Learning how to get along with others is an important skill to learn, whether you have five classmates or 25. Learning to share, following the rules of good sportsmanship, and knowing how to communicate are not determined by the number of students in your child’s class. These social skills are developed by the interactions your child has with their classmates, no matter how many classmates are in your child’s class.
Besides, students in small classes aren’t limited to interacting with students in their own grade level. They develop friendships and play, learn, and worship with children from other classes. We also give students opportunities to improve their social skills and public speaking skills throughout the year.
For example, HLS students participate in the musical every spring. All of the children look forward to having speaking and singing parts in the musical. They enjoy the opportunity to practice speaking in public and collaborating with their peers from different grade levels.
HLS also hosts Hampton’s National Day of Prayer on the first Thursday in May. The children are responsible for presenting the program to the community. The fifth and sixth graders write and deliver the prayers, and all of the children sing or lead pledges. They learn to witness to their faith and grow comfortable with speaking to an audience.
Myth: Teachers spend less time preparing for smaller classes.
Small class sizes don’t necessarily mean less preparation time for the teacher. The teachers at HLS work hard to prepare for their classes, no matter how many students they have. Teachers work hard to give the students the best education available and personalize their lesson plans to help each child learn and grow in their own unique way.
Benefit: Your child gets more personal attention in smaller classes.
In a small class, your child gets more one-on-one time with their teacher. This means teachers can help kids who aren’t understanding a math problem and give high-achievers more challenging work or ideas to think about. No matter your child’s needs, teachers are able to devote more time to helping your child grow when class sizes are smaller.
It’s very hard—if not impossible—for our students to slip through the cracks given our classroom size. We’re also blessed to work closely with the public school’s speech-language program and their resource program if our students need additional resources. HLS students also participate in the public school band programs and, on occasion, the junior high sports programs.

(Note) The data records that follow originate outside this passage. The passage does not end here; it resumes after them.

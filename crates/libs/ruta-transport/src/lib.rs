//! # ruta-transport
//!
//! Transport fabric for the ruta daemon. The engine is transport-agnostic:
//! it holds one mpsc sender for outbound traffic and one receiver for
//! inbound traffic, and a transport backend bridges those channels to the
//! actual network. Two backends exist:
//!
//! - [`stream::StreamTransport`] — direct TCP links to each configured
//!   neighbor, one JSON packet per read.
//! - [`bus::BusTransport`] — a RESP (Redis-protocol) pub/sub broker with
//!   one channel per node.
//!
//! Inbound packets are tagged with the neighbor they arrived from whenever
//! the backend can tell; `None` means "could not attribute", and the
//! routing layer falls back to the packet's own `from` field.

pub mod bus;
pub mod error;
pub mod resp;
pub mod stream;

use ruta_wire::{NodeId, Packet};
use tokio::sync::mpsc;

pub use error::TransportError;

/// Queue depth for both directions of the engine/transport bridge.
pub const QUEUE_CAPACITY: usize = 128;

/// Fan-out selector for an outbound packet.
#[derive(Debug, Clone, PartialEq, Eq)]
pub enum TxKind {
    /// Deliver to exactly this neighbor.
    Direct(NodeId),
    /// Deliver to every neighbor, optionally skipping the one the packet
    /// was received from.
    Broadcast { exclude: Option<NodeId> },
}

/// An outbound packet with its fan-out selector.
#[derive(Debug, Clone)]
pub struct TxMessage {
    pub kind: TxKind,
    pub packet: Packet,
}

/// An inbound packet tagged with the neighbor it arrived from, when known.
#[derive(Debug, Clone)]
pub struct RxMessage {
    pub peer: Option<NodeId>,
    pub packet: Packet,
}

pub type TxSender = mpsc::Sender<TxMessage>;
pub type TxReceiver = mpsc::Receiver<TxMessage>;
pub type RxSender = mpsc::Sender<RxMessage>;
pub type RxReceiver = mpsc::Receiver<RxMessage>;

pub fn tx_channel() -> (TxSender, TxReceiver) {
    mpsc::channel(QUEUE_CAPACITY)
}

pub fn rx_channel() -> (RxSender, RxReceiver) {
    mpsc::channel(QUEUE_CAPACITY)
}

We make sure that students are fully supported and are able to pursue what matters to them.
Plus, HLS teachers have been blessed with wonderful classroom aides who work with the children however they’re needed.
Benefit: Your child is mentored by older kids and mentors the younger kids.
Small classes at Hampton Lutheran go right along with having two grades in each classroom. Having two grades in one room fosters independent workers, as well as peer teaching as the older students help the younger students.
At HLS, your child has more opportunities to be mentored by students in grades above them, and as your child grows, they get the same opportunity to work with younger kids. This valuable experience teaches your child how to learn from their peers and how to make friendships outside their class.
During the school year, students are divided into school families. The older children are proud to be the responsible “parents” for their groups, and younger children learn respect and accepted behavior from their older peers. It’s amazing to see the bonds grow between the children.
Benefit: Students have more opportunities for leadership.
Small class sizes mean your child gets more opportunities to lead and develop the leadership skills that will help them succeed in school and in their community.
Our older students are expected to take a leadership role in community activities. They participate in public speaking events involving church activities, Grandparents Day, and National Day of Prayer. During some of these events, the children are speaking in front of 150 to 200 guests. All of the children take leadership roles in school fundraisers such as Hearts for Jesus and the annual plant sale. They look forward to interacting and serving as hosts to the public who attend these events.
At HLS, your child also gets the opportunity to be a role model and leader for younger kids. When our students are divided into school families, the oldest members of the family act as leaders for the younger kids. Our older children take on a leadership role by helping younger members of the school family during school activities.